## Assigned task
Please copy every line of the data in which the string "rewritten" appears.
☆ ☆ ☆ ☆ ☆ ☆ ☆
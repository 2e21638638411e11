//! Pairwise scoring as an ordered rule chain.
//!
//! Each rule sees the score left by the rules before it. The reason is set by
//! the first rule that matches; later rules may only rescale the confidence
//! and flag the reason.

pub mod email;
pub mod mismatch;
pub mod name;

use std::cell::OnceCell;

use authormap_store::Identity;

use crate::config::MatchingConfig;
use crate::trace::{ReasonTag, RuleOutcome};

pub use email::{emails_match, EmailMatchVerdict};
pub use name::name_similarity;

#[derive(Debug, Clone, Copy, PartialEq)]
pub struct PairScore {
    pub confidence: f64,
    pub reason: ReasonTag,
}

/// Two identities under comparison. Name similarity is computed at most once.
pub struct Pair<'a> {
    pub a: &'a Identity,
    pub b: &'a Identity,
    similarity: OnceCell<f64>,
}

impl<'a> Pair<'a> {
    pub fn new(a: &'a Identity, b: &'a Identity) -> Self {
        Self {
            a,
            b,
            similarity: OnceCell::new(),
        }
    }

    pub fn name_similarity(&self) -> f64 {
        *self
            .similarity
            .get_or_init(|| name_similarity(&self.a.name, &self.b.name))
    }
}

pub trait PairRule {
    fn name(&self) -> &'static str;
    fn apply(&self, pair: &Pair<'_>, current: Option<PairScore>) -> Option<PairScore>;
}

/// The default chain: email, then similar name, then name-mismatch discount.
pub fn rule_chain(config: &MatchingConfig) -> Vec<Box<dyn PairRule>> {
    vec![
        Box::new(email::EmailRule),
        Box::new(name::SimilarNameRule::from_config(
            &config.thresholds,
            &config.weights,
        )),
        Box::new(mismatch::NameMismatchRule::from_config(
            &config.thresholds,
            &config.weights,
        )),
    ]
}

#[derive(Debug, Clone, Copy)]
pub struct RuleStep {
    pub rule: &'static str,
    pub fired: bool,
    pub score: Option<PairScore>,
}

impl From<RuleStep> for RuleOutcome {
    fn from(step: RuleStep) -> Self {
        RuleOutcome {
            rule: step.rule.to_string(),
            fired: step.fired,
            confidence: step.score.map_or(0.0, |s| s.confidence),
            reason: step.score.map(|s| s.reason),
        }
    }
}

#[derive(Debug, Clone)]
pub struct PairEvaluation {
    pub score: Option<PairScore>,
    pub steps: Vec<RuleStep>,
}

pub fn evaluate_pair(rules: &[Box<dyn PairRule>], a: &Identity, b: &Identity) -> PairEvaluation {
    let pair = Pair::new(a, b);
    let mut score = None;
    let mut steps = Vec::with_capacity(rules.len());

    for rule in rules {
        let next = rule.apply(&pair, score);
        steps.push(RuleStep {
            rule: rule.name(),
            fired: next != score,
            score: next,
        });
        score = next;
    }

    PairEvaluation { score, steps }
}
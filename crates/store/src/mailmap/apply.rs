use std::collections::HashMap;

use crate::identity::models::Identity;

use super::models::Mailmap;

/// Rewrite identities to their mapped canonical form, merging any that
/// collapse onto the same (name, email). Commits are summed; first-seen
/// order is kept.
pub fn apply_mailmap(identities: &[Identity], mailmap: &Mailmap) -> Vec<Identity> {
    let mut merged: Vec<Identity> = Vec::with_capacity(identities.len());
    let mut positions: HashMap<String, usize> = HashMap::new();
    let mut rewritten = 0usize;

    for identity in identities {
        let mapped = match mailmap.resolve(&identity.name, &identity.email) {
            Some(entry) => {
                rewritten += 1;
                Identity {
                    name: if entry.canonical_name.is_empty() {
                        identity.name.clone()
                    } else {
                        entry.canonical_name.clone()
                    },
                    email: entry.canonical_email.clone(),
                    commits: identity.commits,
                }
            }
            None => identity.clone(),
        };

        match positions.get(&mapped.mailmap_key()) {
            Some(&pos) => {
                merged[pos].commits = merged[pos].commits.saturating_add(mapped.commits)
            }
            None => {
                positions.insert(mapped.mailmap_key(), merged.len());
                merged.push(mapped);
            }
        }
    }

    tracing::debug!(
        input = identities.len(),
        rewritten,
        output = merged.len(),
        "applied mailmap"
    );
    merged
}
☆ ☆ ☆ ☆ ☆ ☆ ☆
## Answer to the exercise
    let mut rewritten = 0usize;
                rewritten += 1;
        rewritten,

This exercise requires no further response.